Résumer Noam Chomsky n’est pas simple. Son ouvre puise ses origines en 1957, avec Syntactic Structures, le livre qui a initié la «révolution chomskyenne» dans le domaine de la linguistique. Ses théories sur l’aspect inné d’une grammaire universelle que posséderait tout être humain dès la naissance ont eu des répercussions majeures dans un domaine où l’on croyait que seuls les stimuli extérieurs agissaient sur le cerveau pour le programmer (comme le démontrait la théorie du behaviorisme de B.F. Skinner). Mais c’est surtout avec ses déclarations radicales sur la politique intérieure et extérieure des États-Unis, sur le contrôle qu’exercent les grandes corporations, et sur les médias de masse (qu’il accuse de manipuler, déformer et filtrer l’information au profit des intérêts de ceux qui les possèdent) que Chomsky s’est forgé une réputation mondiale.
La révolution dansante
Alors que dans les années 60-70, Noam Chomsky avait la sympathie sans condition des intellectuels de gauche, les golden eighties le marginalisèrent. Mais depuis quelques années, le vent a tourné, et Chomsky est devenu une véritable figure emblématique dans le milieu musical underground. C’est ainsi que la très crédible étiquette de disques punk Epitaph (maison des groupes Bad Religion, Offspring et Rancid) vient tout juste de lancer une série de trois CD de discours de Chomsky: The Clinton Vision: Old Wine, New Bottles; Prospects for Democracy, et Class War: The Attack on Working People. Aussi, plusieurs formations aux origines musicales diverses ont inclus des propos de Chomsky dans leurs ouvres ou ont publiquement appuyé ses idées: Bad Religion, Fun’da’mental, Radiohead, Chumbawumba, Propagandhi, Bono, Billy Bragg, Jello Biafra, Don Was, le comédien et activiste Ed Asner…

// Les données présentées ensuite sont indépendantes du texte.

use std::time::Duration;
use tokio::sync::watch;
use tokio::task::JoinHandle;
use tokio::time::{Instant, MissedTickBehavior};

/// Whole seconds since recording started, published once per second
///
/// The ticker task belongs to this value; dropping it stops the ticker.
pub(crate) struct ElapsedCounter {
    started_at: Instant,
    ticker: Option<JoinHandle<()>>,
    seconds: watch::Sender<u64>,
}

impl ElapsedCounter {
    /// Reset the published value to 0 and start ticking
    pub(crate) fn start(seconds: watch::Sender<u64>) -> Self {
        let started_at = Instant::now();
        seconds.send_replace(0);

        let tx = seconds.clone();
        let ticker = tokio::spawn(async move {
            let period = Duration::from_secs(1);
            let mut interval = tokio::time::interval_at(started_at + period, period);
            interval.set_missed_tick_behavior(MissedTickBehavior::Skip);
            loop {
                interval.tick().await;
                tx.send_replace(started_at.elapsed().as_secs());
            }
        });

        Self {
            started_at,
            ticker: Some(ticker),
            seconds,
        }
    }

    /// Stop ticking and publish the exact final value
    pub(crate) fn stop(mut self) -> u64 {
        self.halt()
    }

    fn halt(&mut self) -> u64 {
        if let Some(ticker) = self.ticker.take() {
            ticker.abort();
        }
        let elapsed = self.started_at.elapsed().as_secs();
        self.seconds.send_replace(elapsed);
        elapsed
    }
}

impl Drop for ElapsedCounter {
    fn drop(&mut self) {
        if self.ticker.is_some() {
            self.halt();
        }
    }
}

/// `m:ss`, as shown next to the recording indicator
pub fn format_elapsed(seconds: u64) -> String {
    format!("{}:{:02}", seconds / 60, seconds % 60)
}
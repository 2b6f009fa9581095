/// Inference backend port
///
/// Implementations: `SimulatedBackend`. A real image classifier or speech
/// service plugs in here.
use anyhow::Result;
use async_trait::async_trait;
use serde::{Deserialize, Serialize};

use crate::records::Urgency;

/// Raw backend output before normalization
#[derive(Debug, Clone, Default, Serialize, Deserialize)]
pub struct Finding {
    /// Percentage, expected in [0, 100] with one decimal
    pub confidence: f64,
    pub diagnosis: String,
    #[serde(default)]
    pub details: String,
    /// Highest priority first
    #[serde(default)]
    pub recommendations: Vec<String>,
    #[serde(default)]
    pub urgency: Option<Urgency>,
    /// Only meaningful for interpreted transcripts
    #[serde(default)]
    pub symptoms: Vec<String>,
}

/// Image bytes handed to the backend
#[derive(Debug, Clone, Copy)]
pub struct ImagePayload<'a> {
    pub bytes: &'a [u8],
    pub mime_type: &'a str,
}

/// WAV bytes handed to the backend
#[derive(Debug, Clone, Copy)]
pub struct AudioPayload<'a> {
    pub wav: &'a [u8],
    pub duration_seconds: f64,
}

#[async_trait]
pub trait AnalysisBackend: Send + Sync {
    async fn classify_image(&self, image: ImagePayload<'_>) -> Result<Finding>;

    /// Speech to text; may legitimately return an empty string
    async fn transcribe(&self, audio: AudioPayload<'_>) -> Result<String>;

    /// Symptom description to finding
    async fn interpret(&self, transcript: &str) -> Result<Finding>;

    /// Backend name for logging
    fn name(&self) -> &str;
}
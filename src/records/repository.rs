/// Persistence port for diagnostic records
///
/// Implementations: in-memory, SQLite
use async_trait::async_trait;
use std::collections::HashMap;
use std::sync::atomic::{AtomicBool, Ordering};
use std::sync::{Arc, Mutex, MutexGuard};

use super::filter::RecordFilter;
use super::model::RecordRow;
use crate::error::{PipelineError, Result};

#[async_trait]
pub trait RecordRepository: Send + Sync {
    /// Insert the row, or replace the row with the same id
    ///
    /// An id already owned by another user is refused with `OwnerMismatch`
    async fn upsert(&self, user_id: &str, row: RecordRow) -> Result<()>;

    /// Rows owned by `user_id` that satisfy `filter`, in no particular order
    async fn select(&self, user_id: &str, filter: &RecordFilter) -> Result<Vec<RecordRow>>;

    /// One row by id, if owned by `user_id`
    async fn find(&self, user_id: &str, id: &str) -> Result<Option<RecordRow>>;

    /// Backend name for logging
    fn name(&self) -> &str;
}

/// Process-local repository
///
/// `set_available(false)` makes every call fail with `StorageUnavailable`,
/// which stands in for an unreachable remote store.
#[derive(Clone)]
pub struct MemoryRepository {
    rows: Arc<Mutex<HashMap<String, HashMap<String, RecordRow>>>>,
    available: Arc<AtomicBool>,
}

impl Default for MemoryRepository {
    fn default() -> Self {
        Self {
            rows: Arc::default(),
            available: Arc::new(AtomicBool::new(true)),
        }
    }
}

impl MemoryRepository {
    pub fn new() -> Self {
        Self::default()
    }

    pub fn set_available(&self, available: bool) {
        self.available.store(available, Ordering::SeqCst);
    }

    /// Number of rows stored for `user_id`
    pub fn len(&self, user_id: &str) -> usize {
        self.rows
            .lock()
            .map(|rows| rows.get(user_id).map_or(0, HashMap::len))
            .unwrap_or(0)
    }

    fn rows(&self) -> Result<MutexGuard<'_, HashMap<String, HashMap<String, RecordRow>>>> {
        if !self.available.load(Ordering::SeqCst) {
            return Err(PipelineError::StorageUnavailable(
                "record store is offline".to_string(),
            ));
        }
        self.rows
            .lock()
            .map_err(|_| {
                PipelineError::StorageUnavailable("record store lock poisoned".to_string())
            })
    }
}

#[async_trait]
impl RecordRepository for MemoryRepository {
    async fn upsert(&self, user_id: &str, row: RecordRow) -> Result<()> {
        let mut rows = self.rows()?;
        let foreign = rows
            .iter()
            .any(|(owner, owned)| owner != user_id && owned.contains_key(&row.id));
        if foreign {
            return Err(PipelineError::OwnerMismatch { record_id: row.id });
        }
        rows.entry(user_id.to_string())
            .or_default()
            .insert(row.id.clone(), row);
        Ok(())
    }

    async fn select(&self, user_id: &str, filter: &RecordFilter) -> Result<Vec<RecordRow>> {
        Ok(self
            .rows()?
            .get(user_id)
            .map(|rows| rows.values().filter(|row| filter.matches_row(row)).cloned().collect())
            .unwrap_or_default())
    }

    async fn find(&self, user_id: &str, id: &str) -> Result<Option<RecordRow>> {
        Ok(self
            .rows()?
            .get(user_id)
            .and_then(|rows| rows.get(id))
            .cloned())
    }

    fn name(&self) -> &str {
        "memory"
    }
}

#[cfg(test)]
mod tests {
    use super::*;
    use crate::records::model::fixtures::result_at;
    use crate::records::model::Modality;
    use chrono::Utc;

    #[tokio::test]
    async fn test_upsert_refuses_foreign_id() -> Result<()> {
        let repo = MemoryRepository::new();
        let result = result_at("alice", Modality::Voice, "Migraine", 80.0, Utc::now());
        repo.upsert("alice", RecordRow::from(&result)).await?;

        let mut forged = RecordRow::from(&result);
        forged.user_id = "bob".to_string();
        let err = repo.upsert("bob", forged).await.unwrap_err();

        assert!(matches!(err, PipelineError::OwnerMismatch { .. }));
        assert_eq!(repo.len("alice"), 1);
        assert_eq!(repo.len("bob"), 0);

        // The owner can still overwrite its own row
        repo.upsert("alice", RecordRow::from(&result)).await?;
        assert_eq!(repo.len("alice"), 1);
        Ok(())
    }

    #[tokio::test]
    async fn test_offline_repository_fails_every_call() {
        let repo = MemoryRepository::new();
        repo.set_available(false);

        let err = repo.select("u1", &RecordFilter::new()).await.unwrap_err();
        assert!(matches!(err, PipelineError::StorageUnavailable(_)));
        assert!(repo.find("u1", "missing").await.is_err());
    }
}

Pour Peter Wintonick, coréalisateur de l’excellent documentaire Manufacturing Consent: Noam Chomsky and the Media (le film le plus populaire de l’histoire du documentaire québécois!), cet engouement du milieu musical pour Chomsky s’explique facilement: «Ce n’est pas une coïncidence si Noam Chomsky a trouvé une petite place sur l’étiquette punk Epitaph: c’est AUSSI une personnalité alternative. Il a beau enseigner au prestigieux MIT, il est quand même marginalisé. Comme la plupart des musiciens alternatifs, Chomsky encourage les gens à toujours se remettre en question, à confronter les autorités, et à combattre les préjugés… Vous savez, il existe un lien entre la politique et la musique. La militante Emma Goldman disait que les seules révolutions qui comptent sont celles qui nous font danser. De même, Chomsky questionne la nature de la danse. Il nous demande: >Pour qui dansez-vous? Quel pouvoir servez-vous?>»
L’ère du soupçon
Pour Charles-André (Chuck) Comeau, ex-batteur du groupe punk Reset (qui travaille présentement à un nouveau projet), les idées de Chomsky rejoignent souvent celles des jeunes. «Beaucoup de jeunes éprouvent de plus en plus de difficultés à trouver leur place dans un paysage médiatique qui ne leur ressemble pas, dit-il. Ils ont une forme de cynisme face aux médias, ils sentent qu’ils ne sont pas toujours objectifs et qu’ils font souvent preuve d’hypocrisie. En ce sens, les jeunes peuvent se sentir interpellés par l’analyse que Chomsky en fait. Il confirme la validité de leur choix de s’écarter des médias traditionnels pour se tourner vers des sources alternatives d’information. A partir du moment où l’on fait le constat que les médias ne sont pas faits pour nous parce qu’ils défendent avant tout les opinions de ceux qui ont de gros intérêts économiques, donc de droite, Chomsky vient nous encourager à agir d’une autre façon. Ce que fait Epitaph est un bon exemple de cette façon autre d’agir: ils prennent l’argent qu’ils ont gagné avec Rancid et Offspring pour le mettre dans des projets comme les disques de Chomsky, avec lesquels ils ne feront sûrement pas d’argent, mais qui permettront à une vision alternative de se propager dans l’underground, là où les gens sont le plus réceptifs aux changements.»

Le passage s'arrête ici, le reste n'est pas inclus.